Non è ancora l’alba e la politica già twitta. Esulta il premier Matteo Renzi, e con lui il neoministro alla cultura Dario Franceschini. La Grande Bellezza ha vinto l’Oscar, l’Italia cinematografica torna a essere grande nel mondo, Paolo Sorrentino ha riportato dopo quindici anni (l’ultima volta è stato con La vita è bella di Benigni) la statuetta prestigiosa sul suolo nazionale. La festa era già cominciata da giorni ma adesso è tutto vero. Sui social media impazzano i commenti, e se non si partecipa all’entusiasmo collettivo si rischia almeno un’accusa di disfattismo, peggio di snobismo. Con qualcuno che arriva persino a minacciare quei critici che hanno osato esprimere perplessità. Ma da esultare c’è ben poco.
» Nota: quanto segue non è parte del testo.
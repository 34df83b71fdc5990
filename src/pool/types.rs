/*!
 * Pool Types
 * Common types for pool allocation
 */

use crate::core::types::{Offset, PoolId, Size};
use serde::{Deserialize, Serialize};
use thiserror::Error;

/// Pool operation result
pub type PoolResult<T> = Result<T, PoolError>;

/// Pool errors
#[derive(Error, Debug, Clone, PartialEq, Eq)]
pub enum PoolError {
    #[error("lifecycle call out of order: {0}")]
    CalledAgain(&'static str),

    #[error("pool not freed: {0}")]
    NotFreed(&'static str),

    #[error("no gap fits: requested {requested} bytes, largest gap {largest} bytes")]
    NoGap { requested: Size, largest: Size },

    #[error("out of memory: could not acquire {requested} bytes for {resource}")]
    OutOfMemory {
        requested: Size,
        resource: &'static str,
    },

    #[error("unknown pool handle: {0}")]
    InvalidHandle(PoolId),

    #[error("invalid pool offset: {offset} (+{len} bytes)")]
    InvalidAccess { offset: Offset, len: Size },
}

/// Placement policy, fixed at pool open
///
/// First-fit favors locality and selection speed; best-fit favors low
/// external fragmentation at the cost of scanning the size-ordered gap index.
#[derive(Debug, Clone, Copy, PartialEq, Eq, Serialize, Deserialize)]
pub enum Policy {
    FirstFit,
    BestFit,
}

impl std::fmt::Display for Policy {
    fn fmt(&self, f: &mut std::fmt::Formatter) -> std::fmt::Result {
        match self {
            Policy::FirstFit => write!(f, "first-fit"),
            Policy::BestFit => write!(f, "best-fit"),
        }
    }
}

/// Handle to a live allocation
///
/// Carries the base offset and size only; validity lasts until the
/// corresponding free or pool close, and every use is re-validated against
/// the pool's region list.
#[derive(Debug, Clone, Copy, PartialEq, Eq)]
pub struct Allocation {
    pub(crate) offset: Offset,
    pub(crate) size: Size,
}

impl Allocation {
    /// Base offset of the allocation within its pool
    pub fn offset(&self) -> Offset {
        self.offset
    }

    /// Size of the allocation in bytes
    pub fn size(&self) -> Size {
        self.size
    }
}

/// Pool summary metadata
#[derive(Debug, Clone, PartialEq, Eq, Serialize, Deserialize)]
pub struct PoolStats {
    pub total_size: Size,
    pub alloc_size: Size,
    pub available: Size,
    pub num_allocs: usize,
    pub num_gaps: usize,
    pub used_nodes: usize,
    pub policy: Policy,
}

/// One entry of an inspection snapshot: a region's size and whether it is
/// currently allocated, in address order
#[derive(Debug, Clone, Copy, PartialEq, Eq, Serialize, Deserialize)]
pub struct RegionSegment {
    pub size: Size,
    pub allocated: bool,
}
Il film di Sorrentino, lo abbiamo sempre detto, non è un grande film, proprio come l’Oscar 2014 che ha tagliato fuori per spocchia perbenista (premiare un orrendo truffatore pure tossico giammai) dal suo palmarés il film più grande, quello sì, dell’anno, The Wolf of Wall Street non è da ricordare. Sorrentino che ringrazia Martin, il vero sconfitto, e lo mette tra i suoi modelli di ispirazione insieme a Maradona fa quantomeno sorridere. Della spregiudicatezza da fantasista dell’uno e dell’altro il «suo» Jep Gambardella ha ben poco, immerso nell’istante che racconta su esso scivola, pontifica, gode. E persino l’amarezza – se mai ce ne è – del dandismo sgargiante come le sue giacche appare compiaciuta.
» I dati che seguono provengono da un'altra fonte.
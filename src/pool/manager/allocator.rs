/*!
 * Allocation Paths
 * Allocate (policy select, split) and free (coalesce) logic
 */

use super::PoolManager;
use crate::core::types::Size;
use crate::pool::types::{Allocation, PoolError, PoolResult, Policy};
use log::{info, warn};

impl PoolManager {
    /// Allocate `size` bytes from the pool
    ///
    /// Selects a gap under the pool's placement policy, splits off any
    /// remainder as a new gap, and returns a handle carrying the base offset
    /// and size. A failing allocate leaves the pool exactly as it was.
    pub fn allocate(&mut self, size: Size) -> PoolResult<Allocation> {
        if self.gaps.is_empty() || size == 0 {
            return Err(PoolError::NoGap {
                requested: size,
                largest: self.gaps.largest(),
            });
        }

        // First-fit walks the region list in address order; best-fit walks
        // the gap index from its smallest-size end
        let chosen = match self.policy {
            Policy::FirstFit => self.regions.first_fit(size),
            Policy::BestFit => self.gaps.best_fit(size),
        };
        let chosen = match chosen {
            Some(idx) => idx,
            None => {
                warn!(
                    "No gap fits: requested {} bytes, largest gap {} bytes ({} gaps)",
                    size,
                    self.gaps.largest(),
                    self.gaps.len()
                );
                return Err(PoolError::NoGap {
                    requested: size,
                    largest: self.gaps.largest(),
                });
            }
        };

        let remainder = self.regions.node(chosen).size - size;
        self.gaps.remove(chosen);

        let node = self.regions.node_mut(chosen);
        node.allocated = true;
        node.size = size;
        let offset = node.base;

        // An exact fit must not leave a zero-sized gap node behind
        if remainder > 0 {
            let gap = self.regions.split_after(chosen, offset + size, remainder);
            self.gaps.insert(&self.regions, gap);
            info!(
                "Allocated {} bytes at offset {} ({}), split {} byte gap at offset {}",
                size,
                offset,
                self.policy,
                remainder,
                offset + size
            );
        } else {
            info!(
                "Allocated {} bytes at offset {} ({}), exact fit",
                size, offset, self.policy
            );
        }

        self.num_allocs += 1;
        self.alloc_size += size;

        debug_assert!(self.is_consistent());
        Ok(Allocation { offset, size })
    }

    /// Return an allocation to the pool, merging with adjacent free regions
    ///
    /// The target is located by its base offset; an unknown handle fails with
    /// `NotFreed` and leaves the pool exactly as it was. Merging the successor
    /// first, then the predecessor, keeps the analysis local and adds at most
    /// one new gap entry.
    pub fn free(&mut self, alloc: &Allocation) -> PoolResult<()> {
        let target = match self.regions.find_allocated(alloc.offset()) {
            Some(idx) => idx,
            None => {
                warn!(
                    "Attempted to free unknown allocation at offset {}",
                    alloc.offset()
                );
                return Err(PoolError::NotFreed("no live allocation at that offset"));
            }
        };

        let freed_size = self.regions.node(target).size;
        self.num_allocs -= 1;
        self.alloc_size -= freed_size;
        self.regions.node_mut(target).allocated = false;

        let mut merged = 0;

        // Merge with the successor if it is free
        if let Some(next) = self.regions.node(target).next {
            if !self.regions.node(next).allocated {
                self.gaps.remove(next);
                let next_size = self.regions.node(next).size;
                self.regions.node_mut(target).size += next_size;
                self.regions.unlink(next);
                merged += 1;
            }
        }

        // Merge with the predecessor if it is free; it becomes the survivor
        let mut survivor = target;
        if let Some(prev) = self.regions.node(target).prev {
            if !self.regions.node(prev).allocated {
                self.gaps.remove(prev);
                let target_size = self.regions.node(target).size;
                self.regions.node_mut(prev).size += target_size;
                self.regions.unlink(target);
                survivor = prev;
                merged += 1;
            }
        }

        self.gaps.insert(&self.regions, survivor);

        info!(
            "Freed {} bytes at offset {}, coalesced {} neighbor(s) into a {} byte gap",
            freed_size,
            alloc.offset(),
            merged,
            self.regions.node(survivor).size
        );

        debug_assert!(self.is_consistent());
        Ok(())
    }
}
Poco importa però. Stiamo parlando di Oscar e di Grande spettacolo ( e Bellezza). Dell’Italia che piace all’estero, e che conquista Hollywood. L’Italia del buon cibo, dei monumenti antichi, mica quella «reale» che non interessa nessuno. L’Italia della commedia umana, del berlusconismo, dell’imbroglio. Delle mazzette, dei nobili, dei preti e dei cardinali. Ma, appunto, anche della «bellezza» di chiese e palazzi. Di un caos e di una meraviglia fantasmagorici di cui Roma nel mondo è l’emblema assoluto. Il nostro Jep insegna.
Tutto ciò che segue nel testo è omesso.